Collected data

^^^^^^^^^^^^^^^^

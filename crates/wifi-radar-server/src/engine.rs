//! `RadarEngine`: owns the analytical pipeline state and runs one cycle at a
//! time (ingest → correlate → layout).

use tracing::{debug, info};
use wifi_radar_wifiscan::{
    BssidObservation, CorrelationEngine, CorrelationMatrix, CycleChanges, LayoutSimulator,
    LayoutStats, NetworkRegistry,
};

use crate::config::RadarConfig;
use crate::snapshot::{build_snapshot, Snapshot};

/// What one call to [`RadarEngine::run_cycle`] did.
#[derive(Debug, Clone, Default, PartialEq)]
pub struct CycleOutcome {
    /// Registry changes, or `None` if the scan was empty and nothing moved.
    pub changes: Option<CycleChanges>,
    /// Layout ticks for this cycle.
    pub layout: LayoutStats,
    /// Defined correlation pairs.
    pub pairs: usize,
}

impl CycleOutcome {
    /// Whether the cycle ingested new samples.
    pub fn applied(&self) -> bool {
        self.changes.is_some()
    }
}

/// Registry, correlation engine and layout simulator for one radar.
pub struct RadarEngine {
    registry: NetworkRegistry,
    correlator: CorrelationEngine,
    layout: LayoutSimulator,
    matrix: CorrelationMatrix,
    edge_threshold: f64,
}

impl RadarEngine {
    /// Build an engine from a validated configuration.
    pub fn new(config: &RadarConfig) -> Self {
        Self {
            registry: NetworkRegistry::new(
                config.history.window,
                config.history.stale_after_cycles,
                config.history.max_networks,
            ),
            correlator: CorrelationEngine::new(config.correlation.min_overlap),
            layout: LayoutSimulator::new(config.layout.clone(), config.scan.seed),
            matrix: CorrelationMatrix::default(),
            edge_threshold: config.correlation.edge_threshold,
        }
    }

    /// Run one pipeline cycle over a scan result.
    ///
    /// An empty scan leaves registry, history, matrix and layout untouched.
    pub fn run_cycle(&mut self, observations: &[BssidObservation]) -> CycleOutcome {
        let Some(changes) = self.registry.observe_cycle(observations) else {
            debug!("empty scan, state unchanged");
            return CycleOutcome {
                changes: None,
                layout: LayoutStats {
                    kinetic_energy: self.layout.kinetic_energy(),
                    ..LayoutStats::default()
                },
                pairs: self.matrix.len(),
            };
        };

        self.matrix = self.correlator.compute(self.registry.history());
        let (spawned, removed) = self.layout.sync(&self.registry.ids());
        let layout = self.layout.step_cycle(&self.matrix);

        if !changes.added.is_empty() || !changes.expired.is_empty() {
            info!(
                cycle = self.registry.cycle(),
                added = changes.added.len(),
                expired = changes.expired.len(),
                networks = self.registry.len(),
                "network set changed"
            );
        }
        debug!(
            cycle = self.registry.cycle(),
            pairs = self.matrix.len(),
            spawned,
            removed,
            kinetic_energy = layout.kinetic_energy,
            "cycle complete"
        );

        CycleOutcome {
            changes: Some(changes),
            layout,
            pairs: self.matrix.len(),
        }
    }

    /// Snapshot of the current state.
    pub fn snapshot(&self) -> Snapshot {
        build_snapshot(
            self.registry.cycle(),
            &self.registry,
            &self.layout,
            &self.matrix,
            self.edge_threshold,
        )
    }

    /// Current cycle number (count of non-empty scans).
    pub fn cycle(&self) -> u64 {
        self.registry.cycle()
    }

    /// The network registry.
    pub fn registry(&self) -> &NetworkRegistry {
        &self.registry
    }

    /// The most recent correlation matrix.
    pub fn matrix(&self) -> &CorrelationMatrix {
        &self.matrix
    }

    /// The layout simulator.
    pub fn layout(&self) -> &LayoutSimulator {
        &self.layout
    }

    /// Edge threshold used for snapshots.
    pub fn edge_threshold(&self) -> f64 {
        self.edge_threshold
    }
}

^^^^^^^^^^^^^^^^

> [Exercise brief]
Identify each line in the records above that contains the word "history", and copy it out in full.

> [Answer to this exercise]
                config.history.window,
                config.history.stale_after_cycles,
                config.history.max_networks,
    /// An empty scan leaves registry, history, matrix and layout untouched.
        self.matrix = self.correlator.compute(self.registry.history());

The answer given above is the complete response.